__Problem description__
Go through the records and give the number of lines that include "match", with nothing else.

BEGIN Data for review

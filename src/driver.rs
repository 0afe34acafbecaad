//! Leader driver (LD): drives one queued rebuild task from start through
//! the check loop to finalize (§4.2).

use std::time::{Duration, Instant};

use uuid::Uuid;

use crate::{
    config::RebuildConfig,
    error::RebuildError,
    model::RankList,
    pool::{FiniRequest, PoolService, ScanRequest},
    state::{GlobalRebuild, RebuildPhase},
};

/// Runs one rebuild task end to end: `start → check → finalize`, with
/// finalize always executed even when start fails (§4.2).
pub async fn run_one(
    grs: &GlobalRebuild,
    pool_service: &dyn PoolService,
    config: &RebuildConfig,
    pool_id: Uuid,
    map_version: u32,
    failed: &RankList,
    svc: &RankList,
) -> Result<(), RebuildError> {
    let start_result =
        initiate_rebuild(grs, pool_service, config, pool_id, map_version, failed, svc)
            .await;

    if let Err(e) = &start_result {
        tracing::warn!(
            pool_id = %pool_id, map_version, error = %e,
            "rebuild start failed, skipping check loop"
        );
    } else {
        check_loop(grs, pool_service, config, pool_id, map_version, failed).await;
    }

    let fini_result = fini(grs, pool_service, config, pool_id, map_version, failed).await;

    match start_result {
        Err(e) => Err(e),
        Ok(()) => fini_result,
    }
}

/// §4.2.1 Start: broadcasts `OBJECTS_SCAN`, then the pool map, under the
/// leader barrier.
async fn initiate_rebuild(
    grs: &GlobalRebuild,
    pool_service: &dyn PoolService,
    config: &RebuildConfig,
    pool_id: Uuid,
    map_version: u32,
    failed: &RankList,
    svc: &RankList,
) -> Result<(), RebuildError> {
    let pool = pool_service
        .lookup(pool_id)
        .await
        .ok_or(RebuildError::NotLeader {})?;

    {
        let mut state = grs.lock().await;
        debug_assert!(
            !state.leader_barrier,
            "leader barrier already held at rebuild start"
        );
        state.leader_barrier = true;
        state.set_phase(RebuildPhase::Starting);
    }

    let scan_req = ScanRequest {
        pool_id,
        map_version,
        cont_handle_id: Uuid::new_v4(),
        pool_handle_id: Uuid::new_v4(),
        failed: failed.clone(),
        service_list: svc.clone(),
    };

    let scan_reply = match pool_service.scan(pool.as_ref(), scan_req, failed).await {
        Ok(reply) => reply,
        Err(e) => {
            // Broadcast create failed: absorbed, finalize still runs.
            tracing::warn!(
                pool_id = %pool_id, map_version, error = %e,
                "scan broadcast could not be created, treating start as ignored"
            );
            let mut state = grs.lock().await;
            state.leader_barrier = false;
            grs.clear_barrier();
            return Ok(());
        }
    };

    if scan_reply.status != 0 {
        let mut state = grs.lock().await;
        state.leader_barrier = false;
        grs.clear_barrier();
        return Err(RebuildError::TransportFailure {
            operation: "OBJECTS_SCAN".to_string(),
            reason: format!("target replied with status {}", scan_reply.status),
        });
    }

    pool_service.pmap_broadcast(pool_id, failed).await?;

    {
        let mut state = grs.lock().await;
        state.leader_barrier = false;
        if state.bcast_ver < map_version {
            state.bcast_ver = map_version;
        }
        state.set_phase(RebuildPhase::Scanning);
    }
    grs.clear_barrier();

    tracing::info!("Rebuild [started] (ver={map_version})");
    Ok(())
}

#[derive(Debug, Clone, Copy, PartialEq, Eq)]
enum BcastPhase {
    Map,
    Query,
}

/// §4.2.2 Check loop: polls progress, detects cascading failures, and
/// retries broadcasts up to `config.bcast_retry_max` times.
async fn check_loop(
    grs: &GlobalRebuild,
    pool_service: &dyn PoolService,
    config: &RebuildConfig,
    pool_id: Uuid,
    map_version: u32,
    failed: &RankList,
) {
    let Some(pool) = pool_service.lookup(pool_id).await else {
        tracing::error!("No leader anymore?");
        return;
    };

    let begin = Instant::now();
    let mut last_bcast = Instant::now() - config.bcast_interval;
    let mut last_print = Instant::now();
    let mut cycle: u64 = 2;
    let mut failures: u32 = 0;
    let mut bcast_phase = BcastPhase::Query;

    loop {
        let elapsed = last_bcast.elapsed();
        if elapsed < config.bcast_interval {
            tokio::time::sleep(config.bcast_interval - elapsed).await;
            continue;
        }

        if pool.current_map_version() > grs.lock().await.bcast_ver {
            bcast_phase = BcastPhase::Map;
        }

        let mut status = crate::model::RebuildStatus {
            version: map_version,
            ..Default::default()
        };

        match bcast_phase {
            BcastPhase::Map => {
                tracing::warn!("cascading failure, bcast pool map");
                match pool_service.pmap_broadcast(pool_id, failed).await {
                    Ok(()) => {
                        let mut state = grs.lock().await;
                        state.bcast_ver = pool.current_map_version();
                        failures = 0;
                        bcast_phase = BcastPhase::Query;
                        last_bcast = Instant::now();
                        continue;
                    }
                    Err(_) => failures += 1,
                }
            }
            BcastPhase::Query => {
                match crate::aggregator::query(grs, pool_service, pool_id, true, failed).await {
                    Ok(s) => {
                        status = s;
                        if status.errno != 0 {
                            // Non-zero aggregated target status (§4.3) is
                            // terminal on its own, unlike a transport
                            // failure: abort right away instead of
                            // counting it toward the retry budget.
                            let mut state = grs.lock().await;
                            state.abort = true;
                            state.set_phase(RebuildPhase::Aborting);
                        } else {
                            failures = 0;
                        }
                    }
                    Err(_) => failures += 1,
                }
            }
        }
        last_bcast = Instant::now();

        if failures > 0 && failures < config.bcast_retry_max {
            tracing::debug!(
                phase = ?bcast_phase,
                failures,
                "retrying broadcast after failure"
            );
            continue;
        }

        if failures >= config.bcast_retry_max {
            let mut state = grs.lock().await;
            state.abort = true;
            state.set_phase(RebuildPhase::Aborting);
        }

        let state_for_phase = {
            let state = grs.lock().await;
            (state.abort, state.phase())
        };
        if status.done && state_for_phase.1 != RebuildPhase::Aborting {
            let mut state = grs.lock().await;
            state.set_phase(RebuildPhase::Finalizing);
        } else if status.obj_nr > 0 || status.rec_nr > 0 {
            let mut state = grs.lock().await;
            if state.phase() != RebuildPhase::Aborting {
                state.set_phase(RebuildPhase::Pulling);
            }
        }

        let aborted = grs.lock().await.abort;
        let terminal = status.done || aborted;
        let label = if aborted {
            "failed"
        } else if status.done {
            "completed"
        } else if status.obj_nr == 0 && status.rec_nr == 0 {
            "scanning"
        } else {
            "pulling"
        };

        let duration = begin.elapsed().as_secs();
        let line = format!(
            "Rebuild [{label}] (ver={map_version}, obj={}, rec={}, duration={duration} secs)",
            status.obj_nr, status.rec_nr,
        );

        if terminal {
            tracing::info!("{line}");
            break;
        }

        cycle += 1;
        if is_power_of_two(cycle) || last_print.elapsed() > Duration::from_secs(10) {
            last_print = Instant::now();
            tracing::info!("{line}");
        } else {
            tracing::debug!("{line}");
        }
    }
}

fn is_power_of_two(n: u64) -> bool {
    n != 0 && (n & (n - 1)) == 0
}

/// §4.2.3 Finalize: excludes failed targets, then retries `TGT_FINI` until
/// it succeeds or the retry budget is exhausted.
async fn fini(
    grs: &GlobalRebuild,
    pool_service: &dyn PoolService,
    config: &RebuildConfig,
    pool_id: Uuid,
    map_version: u32,
    failed: &RankList,
) -> Result<(), RebuildError> {
    {
        let state = grs.lock().await;
        if state.pool_id != pool_id {
            return Ok(());
        }
    }

    {
        let mut state = grs.lock().await;
        state.set_phase(RebuildPhase::Finalizing);
    }

    match pool_service.tgt_exclude_out(pool_id, failed).await {
        Ok(()) | Err(RebuildError::NotLeader {}) => {}
        Err(e) => return Err(e),
    }

    if pool_service.lookup(pool_id).await.is_none() {
        let mut state = grs.lock().await;
        state.pool_id = Uuid::nil();
        state.abort = false;
        return Ok(());
    }

    let mut failures: u32 = 0;
    let mut last_attempt = Instant::now() - config.bcast_interval;
    let result = loop {
        let elapsed = last_attempt.elapsed();
        if elapsed < config.bcast_interval {
            tokio::time::sleep(config.bcast_interval - elapsed).await;
            continue;
        }
        last_attempt = Instant::now();

        tracing::debug!("notifying surviving targets to finalize rebuild");
        let req = FiniRequest {
            pool_id,
            map_version,
        };
        let pool_ref = match pool_service.lookup(pool_id).await {
            Some(p) => p,
            None => break Ok(()),
        };
        match pool_service.fini(pool_ref.as_ref(), req, failed).await {
            Ok(reply) if reply.status == 0 => break Ok(()),
            Ok(reply) => {
                failures += 1;
                tracing::error!(
                    pool_id = %pool_id, failures, status = reply.status,
                    "failed to fini rebuild"
                );
            }
            Err(e) => {
                failures += 1;
                tracing::error!(pool_id = %pool_id, failures, error = %e, "failed to fini rebuild");
            }
        }

        if failures >= config.bcast_retry_max {
            break Err(RebuildError::TransportFailure {
                operation: "TGT_FINI".to_string(),
                reason: format!("exceeded {} consecutive failures", config.bcast_retry_max),
            });
        }
    };

    {
        let mut state = grs.lock().await;
        state.pool_id = Uuid::nil();
        state.abort = false;
        state.set_phase(RebuildPhase::Idle);
    }

    if result.is_ok() {
        tracing::info!("Rebuild [completed] (ver={map_version})");
    }
    result
}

END Data for review

__Solution__
8